I was just thinking about this the other day and wanted to break down what services I use and love and those that I only begrudgingly continue to use.

I’ve broken it down into three groups: services that are here to stay (i.e. I’m not leaving them unless you pry them from my cold dead hands), on the border (close to here to stay status but some days I forget to check it), obligatory (everyone else is on it so I have to keep it but it has lost its grip on me) and dead (uh, dead). I’ve also ranked them by my love/addiction to them.

Here to stay:

1. Twitter - Considering how skeptical I was when I joined Twitter nearly five years ago (I thought it was just a service where you tweeted about your lunch and bowel movements and, wow, it’s been that long?), I am genuinely surprised at my level of addiction to the service. I can honestly admit that I’ve had to deliberately keep my Twitter client closed on my computer so that I can focus and work because if I left it open, I’d probably be checking in on it every other minute, which isn’t the greatest for productivity. Right now, I check it on the break phase of my pomodoro timer. You know it’s a problem when you have to create rules around it.

1a. Tumblr - I give credit to my wife here; she found Tumblr before me and introduced it to me. I also assign her blame for the thousands of hours and posts and likes and reblogs that I have tallied over the years. Tumblr is such a close second to Twitter that I had to assign it 1a because I have the same rules setup around it that I do for Twitter. I only check it during my breaks, because otherwise, I’d spend hours and hours on the site, liking and reblogging and going down the rabbit hole and never coming out.

2. Reddit - I used to be a Digg fanboy but when their v4 rolled out which killed almost all community, I transferred over. And I’ll freely admit that it does the whole social news aggregation service a lot better than Digg ever did. Subreddits, meta-humor, political movements, the depth of Reddit knows no bounds. Glad I finally saw the light here.

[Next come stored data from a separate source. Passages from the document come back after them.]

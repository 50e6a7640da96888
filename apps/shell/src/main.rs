//! # Mangal Shell Entry Point
//!
//! ```text
//! ┌─────────────────────────────────────────────────────────────────────────┐
//! │                        Mangal Shell                                     │
//! │                                                                         │
//! │  stdin  ──► one action per line ("add 1", "checkout", "submit")        │
//! │  stdout ◄── one JSON envelope per action                               │
//! │  stderr ◄── tracing logs (RUST_LOG)                                    │
//! └─────────────────────────────────────────────────────────────────────────┘
//! ```
//!
//! The actual setup is in lib.rs.

use clap::Parser;
use mangal_shell_lib::ShellOptions;

fn main() {
    let options = ShellOptions::parse();

    if let Err(err) = mangal_shell_lib::run(options) {
        tracing::error!(%err, "Shell terminated");
        std::process::exit(1);
    }
}
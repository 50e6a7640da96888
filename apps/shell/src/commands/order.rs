//! # Order Commands
//!
//! ## Checkout Flow
//! ```text
//! ┌─────────────────────────────────────────────────────────────────────────┐
//! │  Оформление заказа                                            ✕        │
//! │                                                                         │
//! │  Имя:             [ Ann        ]  ◄── set name Ann                     │
//! │  Телефон:         [ 123        ]  ◄── set phone 123                    │
//! │  Адрес доставки:  [ X          ]  ◄── set address X                    │
//! │                                                                         │
//! │  Сумма заказа: 250 ₽                                                    │
//! │  [ Подтвердить заказ ]            ◄── submit                           │
//! │         │                                                               │
//! │         ▼                                                               │
//! │  Confirmation ── cart and form reset, back to the menu                 │
//! └─────────────────────────────────────────────────────────────────────────┘
//! ```

use mangal_core::{Confirmation, CustomerForm, FormField};
use serde::{Deserialize, Serialize};
use tracing::{debug, info};

use crate::error::ApiError;
use crate::state::SessionState;

/// Current delivery form contents.
#[derive(Debug, Clone, Serialize, Deserialize)]
#[serde(rename_all = "camelCase")]
pub struct FormResponse {
    pub form: CustomerForm,
}

/// Sets one field of the pending delivery form.
pub fn update_form(session: &mut SessionState, field: FormField, value: String) -> FormResponse {
    debug!(%field, "update_form command");
    session.with_session_mut(|_, s| {
        s.update_form(field, value);
        FormResponse {
            form: s.form().clone(),
        }
    })
}

/// Places the order.
///
/// ## Returns
/// The confirmation to display; cart and form are reset afterwards.
pub fn submit_order(session: &mut SessionState) -> Result<Confirmation, ApiError> {
    debug!("submit_order command");
    let confirmation = session.with_session_mut(|_, s| s.submit_order())?;
    info!(order_id = %confirmation.order_id, "order confirmed");
    Ok(confirmation)
}

#[cfg(test)]
mod tests {
    use super::*;
    use crate::commands::cart::{add_to_cart, get_cart};
    use crate::commands::view::{proceed_to_order, toggle_cart};
    use crate::error::ErrorCode;
    use crate::state::ConfigState;

    fn at_order_form() -> SessionState {
        let mut state = SessionState::default();
        add_to_cart(&mut state, &ConfigState::default(), 5).unwrap();
        toggle_cart(&mut state);
        proceed_to_order(&mut state).unwrap();
        state
    }

    #[test]
    fn test_submit_order() {
        let mut state = at_order_form();
        update_form(&mut state, FormField::Name, "Ann".to_string());
        update_form(&mut state, FormField::Phone, "123".to_string());
        let response = update_form(&mut state, FormField::Address, "X".to_string());
        assert_eq!(response.form.address, "X");

        let confirmation = submit_order(&mut state).unwrap();
        assert_eq!(confirmation.customer_name, "Ann");
        assert_eq!(confirmation.total.units(), 250);

        assert!(get_cart(&state, &ConfigState::default()).items.is_empty());
        assert!(state.with_session(|s| s.form().is_blank()));
    }

    #[test]
    fn test_submit_with_missing_field() {
        let mut state = at_order_form();
        update_form(&mut state, FormField::Name, "Ann".to_string());

        let err = submit_order(&mut state).unwrap_err();
        assert_eq!(err.code, ErrorCode::ValidationError);
        assert_eq!(err.message, "phone is required");
        assert_eq!(get_cart(&state, &ConfigState::default()).items.len(), 1);
    }
}
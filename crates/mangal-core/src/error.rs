//! # Error Types
//!
//! Domain-specific error types for mangal-core.
//!
//! ## Error Hierarchy
//! ```text
//! ┌─────────────────────────────────────────────────────────────────────────┐
//! │                         Error Types                                     │
//! │                                                                         │
//! │  mangal-core errors (this file)                                        │
//! │  ├── CoreError        - Cart, session and order rule violations        │
//! │  └── ValidationError  - Input validation failures                      │
//! │                                                                         │
//! │  Shell errors (in app)                                                 │
//! │  └── ApiError         - What the shell prints (serialized)             │
//! │                                                                         │
//! │  Flow: ValidationError → CoreError → ApiError → Presentation Shell     │
//! └─────────────────────────────────────────────────────────────────────────┘
//! ```
//!
//! There are no transient or retryable errors: nothing here performs I/O.

use thiserror::Error;

use crate::types::{ProductId, View};

// =============================================================================
// Core Error
// =============================================================================

/// Core business logic errors.
#[derive(Debug, Error, PartialEq, Eq)]
pub enum CoreError {
    /// `remove_item` was called for a product that has no cart line.
    ///
    /// The cart is left untouched when this is returned.
    #[error("Product {0} is not in the cart")]
    ItemNotInCart(ProductId),

    /// A product id does not exist in the catalog.
    #[error("Product not found: {0}")]
    ProductNotFound(ProductId),

    /// Checkout was requested with nothing in the cart.
    #[error("Cart is empty")]
    EmptyCart,

    /// The cart is read-only while the order form is open.
    ///
    /// ## User Workflow
    /// ```text
    /// Cart Panel ──► "Оформить заказ" ──► Order Form (cart frozen)
    ///                                          │
    ///                         add / remove ────┘──► CartFrozen
    /// ```
    #[error("Cart cannot be changed while the order form is open")]
    CartFrozen,

    /// A navigation action is not valid from the current view.
    #[error("Cannot {action} while {from}")]
    InvalidTransition { from: View, action: &'static str },

    /// Validation error (wraps ValidationError).
    #[error("Validation error: {0}")]
    Validation(#[from] ValidationError),
}

// =============================================================================
// Validation Error
// =============================================================================

/// Input validation errors.
#[derive(Debug, Error, PartialEq, Eq)]
pub enum ValidationError {
    /// A required field is missing or blank.
    #[error("{field} is required")]
    Required { field: String },

    /// Numeric value is out of range.
    #[error("{field} must be between {min} and {max}")]
    OutOfRange { field: String, min: i64, max: i64 },

    /// Duplicate value (e.g., duplicate product id).
    #[error("{field} '{value}' already exists")]
    Duplicate { field: String, value: String },

    /// A collection that must have members is empty.
    #[error("{field} must not be empty")]
    Empty { field: String },
}

// =============================================================================
// Result Type Alias
// =============================================================================

/// Convenience type alias for Results with CoreError.
pub type CoreResult<T> = Result<T, CoreError>;

// =============================================================================
// Unit Tests
// =============================================================================
//! # Configuration State
//!
//! Store facts shown around the menu, loaded at startup.
//!
//! ## Configuration Sources (Priority Order)
//! 1. Command-line flags (`--store-name`, ...)
//! 2. Environment variables (`MANGAL_*`)
//! 3. Defaults (this file)
//!
//! Read-only after initialization.

use mangal_core::{Money, FREE_DELIVERY_FROM};
use serde::{Deserialize, Serialize};
use tracing::warn;

/// Application configuration.
#[derive(Debug, Clone, PartialEq, Eq, Serialize, Deserialize)]
#[serde(rename_all = "camelCase")]
pub struct ConfigState {
    /// Store name (page header)
    pub store_name: String,

    /// Line under the store name
    pub tagline: String,

    /// Phone number customers can call
    pub contact_phone: String,

    pub opening_hours: String,

    /// Promised delivery time
    pub delivery_window: String,

    /// Order total from which delivery is free
    pub free_delivery_from: Money,
}

impl Default for ConfigState {
    fn default() -> Self {
        ConfigState {
            store_name: "Шашлычная".to_string(),
            tagline: "Свежий шашлык с доставкой на дом".to_string(),
            contact_phone: "+7 (999) 123-45-67".to_string(),
            opening_hours: "Ежедневно с 10:00 до 23:00".to_string(),
            delivery_window: "40-60 минут".to_string(),
            free_delivery_from: Money::from_units(FREE_DELIVERY_FROM),
        }
    }
}

impl ConfigState {
    /// Creates a ConfigState from environment variables and defaults.
    ///
    /// ## Environment Variables
    /// - `MANGAL_STORE_NAME`: Override store name
    /// - `MANGAL_CONTACT_PHONE`: Override contact phone
    /// - `MANGAL_FREE_DELIVERY_FROM`: Override free delivery threshold (e.g. "1500")
    pub fn from_env() -> Self {
        Self::from_lookup(|key| std::env::var(key).ok())
    }

    /// Same as [`ConfigState::from_env`] with an injectable variable source.
    pub fn from_lookup<F>(lookup: F) -> Self
    where
        F: Fn(&str) -> Option<String>,
    {
        let mut config = ConfigState::default();

        if let Some(store_name) = lookup("MANGAL_STORE_NAME") {
            config.store_name = store_name;
        }

        if let Some(phone) = lookup("MANGAL_CONTACT_PHONE") {
            config.contact_phone = phone;
        }

        if let Some(raw) = lookup("MANGAL_FREE_DELIVERY_FROM") {
            match raw.trim().parse::<i64>() {
                Ok(units) if units >= 0 => config.free_delivery_from = Money::from_units(units),
                _ => warn!(value = %raw, "ignoring invalid MANGAL_FREE_DELIVERY_FROM"),
            }
        }

        config
    }

    /// Applies command-line overrides on top of this configuration.
    pub fn with_overrides(
        mut self,
        store_name: Option<String>,
        free_delivery_from: Option<u32>,
    ) -> Self {
        if let Some(store_name) = store_name {
            self.store_name = store_name;
        }
        if let Some(units) = free_delivery_from {
            self.free_delivery_from = Money::from_units(i64::from(units));
        }
        self
    }
}

#[cfg(test)]
mod tests {
    use super::*;
    use std::collections::HashMap;

    fn lookup_from(pairs: &[(&str, &str)]) -> impl Fn(&str) -> Option<String> {
        let map: HashMap<String, String> = pairs
            .iter()
            .map(|(k, v)| (k.to_string(), v.to_string()))
            .collect();
        move |key| map.get(key).cloned()
    }

    #[test]
    fn test_defaults() {
        let config = ConfigState::default();
        assert_eq!(config.store_name, "Шашлычная");
        assert_eq!(config.free_delivery_from.units(), 1000);
    }

    #[test]
    fn test_env_overrides() {
        let config = ConfigState::from_lookup(lookup_from(&[
            ("MANGAL_STORE_NAME", "Мангал №1"),
            ("MANGAL_FREE_DELIVERY_FROM", "1500"),
        ]));
        assert_eq!(config.store_name, "Мангал №1");
        assert_eq!(config.free_delivery_from.units(), 1500);
        assert_eq!(config.contact_phone, "+7 (999) 123-45-67");
    }

    #[test]
    fn test_invalid_threshold_is_ignored() {
        let config = ConfigState::from_lookup(lookup_from(&[("MANGAL_FREE_DELIVERY_FROM", "-3")]));
        assert_eq!(config.free_delivery_from.units(), 1000);

        let config = ConfigState::from_lookup(lookup_from(&[("MANGAL_FREE_DELIVERY_FROM", "lots")]));
        assert_eq!(config.free_delivery_from.units(), 1000);
    }

    #[test]
    fn test_flag_overrides_win() {
        let config = ConfigState::from_lookup(lookup_from(&[("MANGAL_STORE_NAME", "env")]))
            .with_overrides(Some("flag".to_string()), Some(0));
        assert_eq!(config.store_name, "flag");
        assert!(config.free_delivery_from.is_zero());
    }
}
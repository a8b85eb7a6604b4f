use std::path::PathBuf;

use anyhow::{Context, Result};
use sensordemo_lib::sensors::ReplaySource;
use tokio::io::BufReader;

#[tokio::main]
async fn main() -> Result<()> {
    let debug_mode = std::env::var("SENSORDEMO_DEBUG")
        .map(|value| value == "1" || value.eq_ignore_ascii_case("true"))
        .unwrap_or(false);

    // Default level, overridable through RUST_LOG
    env_logger::Builder::new()
        .filter_level(if debug_mode {
            log::LevelFilter::Debug
        } else {
            log::LevelFilter::Info
        })
        .parse_default_env()
        .init();

    log::info!("sensordemo starting up...");

    // Replay file from the first argument, stdin otherwise.
    let source = match std::env::args_os().nth(1) {
        Some(path) => {
            let path = PathBuf::from(path);
            let file = tokio::fs::File::open(&path)
                .await
                .with_context(|| format!("failed to open {}", path.display()))?;
            ReplaySource::new(BufReader::new(file))
        }
        None => ReplaySource::stdin()?,
    };

    let data_dir = sensordemo_lib::data_dir_from_env();
    let summary = sensordemo_lib::run(&source, &data_dir).await?;

    println!("{}", serde_json::to_string_pretty(&summary)?);
    Ok(())
}
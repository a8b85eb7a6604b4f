use std::{
    path::{Path, PathBuf},
    sync::{mpsc, Arc, Mutex},
    thread::{self, JoinHandle},
    time::Duration,
};

use anyhow::{anyhow, Context, Result};
use log::{error, info, warn};
use rusqlite::Connection;
use tokio::sync::oneshot;

use super::migrations::run_migrations;

/// Recorder writes wait this long on a lock held by an outside reader.
const BUSY_TIMEOUT: Duration = Duration::from_secs(5);

type DbTask = Box<dyn FnOnce(&mut Connection) + Send + 'static>;

enum Job {
    Run(DbTask),
    Close,
}

/// The worker thread and the queue feeding it.
struct Worker {
    jobs: mpsc::Sender<Job>,
    thread: Mutex<Option<JoinHandle<()>>>,
}

impl Worker {
    fn spawn(db_path: PathBuf) -> Result<Self> {
        let (jobs, job_rx) = mpsc::channel::<Job>();
        let (ready_tx, ready_rx) = mpsc::channel::<Result<()>>();

        let thread = thread::Builder::new()
            .name("sensordemo-db".into())
            .spawn(move || {
                let conn = match open_connection(&db_path) {
                    Ok(conn) => conn,
                    Err(err) => {
                        let _ = ready_tx.send(Err(err));
                        return;
                    }
                };
                if ready_tx.send(Ok(())).is_err() {
                    return;
                }
                serve(conn, job_rx);
            })
            .context("failed to spawn database worker thread")?;

        ready_rx
            .recv()
            .context("database worker exited before signaling readiness")??;

        Ok(Self {
            jobs,
            thread: Mutex::new(Some(thread)),
        })
    }
}

impl Drop for Worker {
    fn drop(&mut self) {
        let thread = self
            .thread
            .lock()
            .unwrap_or_else(|poisoned| poisoned.into_inner())
            .take();
        let Some(thread) = thread else { return };

        if self.jobs.send(Job::Close).is_err() {
            warn!("Database worker already gone at shutdown");
        }
        if let Err(join_err) = thread.join() {
            error!("Failed to join database worker: {join_err:?}");
        }
    }
}

/// Opens the database file, applies connection pragmas and brings the schema up to date.
fn open_connection(db_path: &Path) -> Result<Connection> {
    let mut conn = Connection::open(db_path)
        .with_context(|| format!("failed to open SQLite database {}", db_path.display()))?;

    if let Err(err) = conn.pragma_update(None, "journal_mode", "WAL") {
        warn!("WAL unavailable, keeping default journal: {err}");
    }
    conn.pragma_update(None, "synchronous", "NORMAL")
        .context("failed to set synchronous mode")?;
    conn.busy_timeout(BUSY_TIMEOUT)
        .context("failed to set busy timeout")?;

    run_migrations(&mut conn).context("failed to run database migrations")?;
    Ok(conn)
}

fn serve(mut conn: Connection, jobs: mpsc::Receiver<Job>) {
    while let Ok(job) = jobs.recv() {
        match job {
            Job::Run(task) => task(&mut conn),
            Job::Close => break,
        }
    }
    info!("Database worker stopped");
}

/// Handle to the snapshot database. Clones share one connection on one worker thread.
#[derive(Clone)]
pub struct Database {
    worker: Arc<Worker>,
    path: Arc<PathBuf>,
}

impl Database {
    pub fn new(path: PathBuf) -> Result<Self> {
        if let Some(parent) = path.parent() {
            std::fs::create_dir_all(parent).with_context(|| {
                format!("failed to create database directory {}", parent.display())
            })?;
        }

        let worker = Worker::spawn(path.clone())?;
        info!("Database ready at {}", path.display());

        Ok(Self {
            worker: Arc::new(worker),
            path: Arc::new(path),
        })
    }

    pub fn path(&self) -> &Path {
        &self.path
    }

    /// Runs `task` on the worker thread and awaits its result.
    pub async fn execute<F, T>(&self, task: F) -> Result<T>
    where
        F: FnOnce(&mut Connection) -> Result<T> + Send + 'static,
        T: Send + 'static,
    {
        let (reply_tx, reply_rx) = oneshot::channel();

        let job = Job::Run(Box::new(move |conn| {
            // The caller may have been cancelled; its result is then dropped.
            let _ = reply_tx.send(task(conn));
        }));

        self.worker
            .jobs
            .send(job)
            .map_err(|_| anyhow!("database worker is not running"))?;

        reply_rx
            .await
            .map_err(|_| anyhow!("database worker dropped the request"))?
    }
}
pub mod snapshot;

pub use snapshot::{ChannelValues, NewSnapshot, SnapshotRecord};
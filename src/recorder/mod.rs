pub mod controller;
pub mod loop_worker;
pub mod stats;
pub mod store;

pub use controller::{RecorderController, RecorderStatus};
pub use loop_worker::{capture_snapshot, format_timestamp, TickOutcome, TIME_FORMAT};
pub use stats::RecorderStats;
pub use store::SnapshotStore;
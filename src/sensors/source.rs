use std::time::Duration;

use anyhow::{Context, Result};
use tokio::sync::mpsc;
use tokio::task::JoinHandle;
use tokio_util::sync::CancellationToken;

use super::{SensorType, SourceEvent};

/// Rates handed to a source on registration.
#[derive(Debug, Clone, Copy, PartialEq, Eq)]
pub struct SamplingRequest {
    pub sampling_period: Duration,
    pub max_report_latency: Duration,
    /// `None` when location updates are not wanted (or not permitted).
    pub location_interval: Option<Duration>,
}

impl Default for SamplingRequest {
    fn default() -> Self {
        Self {
            sampling_period: Duration::from_millis(500),
            max_report_latency: Duration::from_millis(500),
            location_interval: Some(Duration::from_millis(500)),
        }
    }
}

/// Producer of sensor readings and location fixes.
pub trait SensorSource: Send + Sync {
    /// Channels the device can deliver.
    fn available_channels(&self) -> Vec<SensorType>;

    /// Starts pushing events for `channels` into `sink` until the returned
    /// registration is dropped or unregistered.
    fn register(
        &self,
        channels: &[SensorType],
        request: SamplingRequest,
        sink: mpsc::UnboundedSender<SourceEvent>,
    ) -> Result<Registration>;
}

/// Unsubscribe handle returned by [`SensorSource::register`].
pub struct Registration {
    cancel_token: CancellationToken,
    handle: Option<JoinHandle<()>>,
}

impl Registration {
    pub fn new(cancel_token: CancellationToken, handle: Option<JoinHandle<()>>) -> Self {
        Self {
            cancel_token,
            handle,
        }
    }

    pub async fn unregister(mut self) -> Result<()> {
        self.cancel_token.cancel();
        if let Some(handle) = self.handle.take() {
            handle.await.context("sensor source task failed to join")?;
        }
        Ok(())
    }
}

impl Drop for Registration {
    fn drop(&mut self) {
        self.cancel_token.cancel();
    }
}
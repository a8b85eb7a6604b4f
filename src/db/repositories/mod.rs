mod snapshots;
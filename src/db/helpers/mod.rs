use anyhow::anyhow;
use rusqlite::Row;

use crate::db::models::ChannelValues;
use crate::sensors::LocationReading;

/// Wraps a decoding failure so it can travel through `query_map`.
pub fn invalid_data(err: impl std::fmt::Display) -> rusqlite::Error {
    rusqlite::Error::FromSqlConversionFailure(
        0,
        rusqlite::types::Type::Text,
        Box::new(std::io::Error::new(
            std::io::ErrorKind::InvalidData,
            err.to_string(),
        )),
    )
}

/// Reads the eight channel columns starting at `start`.
pub fn channels_from_row(row: &Row<'_>, start: usize) -> rusqlite::Result<ChannelValues> {
    Ok(ChannelValues {
        accelerometer: row.get(start)?,
        orientation: row.get(start + 1)?,
        gyroscope: row.get(start + 2)?,
        magnetic_field: row.get(start + 3)?,
        gravity: row.get(start + 4)?,
        geomagnetic_rotation: row.get(start + 5)?,
        rotation_vector: row.get(start + 6)?,
        computed_orientation: row.get(start + 7)?,
    })
}

/// Reads the eight location columns starting at `start`.
///
/// All NULL means the record was taken before the first fix; a partial row is corrupt.
pub fn location_from_row(
    row: &Row<'_>,
    start: usize,
) -> rusqlite::Result<Option<LocationReading>> {
    let latitude: Option<f64> = row.get(start)?;
    let longitude: Option<f64> = row.get(start + 1)?;
    let altitude: Option<f64> = row.get(start + 2)?;
    let accuracy: Option<f32> = row.get(start + 3)?;
    let speed: Option<f32> = row.get(start + 4)?;
    let speed_accuracy: Option<f32> = row.get(start + 5)?;
    let bearing: Option<f32> = row.get(start + 6)?;
    let bearing_accuracy: Option<f32> = row.get(start + 7)?;

    match (
        latitude,
        longitude,
        altitude,
        accuracy,
        speed,
        speed_accuracy,
        bearing,
        bearing_accuracy,
    ) {
        (
            Some(latitude),
            Some(longitude),
            Some(altitude),
            Some(accuracy),
            Some(speed),
            Some(speed_accuracy),
            Some(bearing),
            Some(bearing_accuracy),
        ) => Ok(Some(LocationReading {
            latitude,
            longitude,
            altitude,
            accuracy,
            speed,
            speed_accuracy,
            bearing,
            bearing_accuracy,
        })),
        (None, None, None, None, None, None, None, None) => Ok(None),
        _ => Err(invalid_data(anyhow!("partially populated location columns"))),
    }
}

3. Steam - The de facto PC gaming platform, Origin be damned. I can barely understand how I used to buy/play/build a community around any game I used to play before Steam came along. Just a great example of how building a better service and treating your customers right is the best way to battle piracy.

4. Instapaper - the best, very best, tool of upping my productivity. I no longer break up my work day by reading random things that I find but instead save it for later and consume it at the end of the day. It’s like curating my very own newspaper. Easily one of my favorite services. You should use it, and you should buy it and support it; Marco Arment is a great developer and deserves it.

5. Feedly - My RSS reader. Lightweight, iPhone and iPad versions, great look and feel, and the user experience gets out of the way so you can read your feeds. Even better after the hackjob Google pulled on Google Reader. I tried Flipboard and other RSS apps, but I like this one the best.

6. Dropbox - A no brainer. I move between my PC, my Macbook Air, my iPad and even my iPhone for work and couldn’t do it without Dropbox. Use it every day without even thinking about it. Worth paying for extra storage to keep everything in the cloud.

On the border:

7. Instagram - My go to service for sharing photos, or as I like to call it, “I am doing something cool, look at me, aren’t you jealous”. It’s great to see all the experiences in photos from all around the world without the noise of apps, status updates, shared articles to muddle the experience. See: facebook.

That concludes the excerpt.